(Description of the task):
The expected output is the first line of the data below and every line after it, up to and including the line containing "Last toggle wins.", each reproduced exactly.
Supplied entries below:
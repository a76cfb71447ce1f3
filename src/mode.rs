//! Render mode - raw passthrough vs. normal rendering
//!
//! The mode is process-wide: initialised from config at startup, flipped by the
//! `!raw` command, read by every webhook request. Last toggle wins.

use std::sync::atomic::{AtomicBool, Ordering};

/// Render mode for incoming webhooks
#[derive(Debug, Clone, Copy, PartialEq, Eq, Default, serde::Serialize, serde::Deserialize)]
#[serde(rename_all = "lowercase")]
pub enum RenderMode {
    #[default]
    Normal,
    Raw,
}

impl std::fmt::Display for RenderMode {
    fn fmt(&self, f: &mut std::fmt::Formatter<'_>) -> std::fmt::Result {
        write!(f, "{}", self.as_str())
    }
}

impl RenderMode {
    pub fn as_str(&self) -> &'static str {
        match self {
            RenderMode::Normal => "normal",
            RenderMode::Raw => "raw",
        }
    }

    pub fn from_raw_flag(raw: bool) -> Self {
        if raw {
            RenderMode::Raw
        } else {
            RenderMode::Normal
        }
    }

    pub fn is_raw(&self) -> bool {
        matches!(self, RenderMode::Raw)
    }
}

/// Shared, atomically updated render mode
#[derive(Debug, Default)]
pub struct ModeSwitch {
    raw: AtomicBool,
}

impl ModeSwitch {
    pub fn new(initial: RenderMode) -> Self {
        Self {
            raw: AtomicBool::new(initial.is_raw()),
        }
    }

    /// Current mode
    pub fn current(&self) -> RenderMode {
        RenderMode::from_raw_flag(self.raw.load(Ordering::Acquire))
    }

    /// Flip the mode and return the new one
    pub fn toggle(&self) -> RenderMode {
        let was_raw = self.raw.fetch_xor(true, Ordering::AcqRel);
        RenderMode::from_raw_flag(!was_raw)
    }
}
End of Supplied entries.
(Solution for this problem):
repository a76cfb71447ce1f3
filename src/mode.rs
//! Render mode - raw passthrough vs. normal rendering
//!
//! The mode is process-wide: initialised from config at startup, flipped by the
//! `!raw` command, read by every webhook request. Last toggle wins.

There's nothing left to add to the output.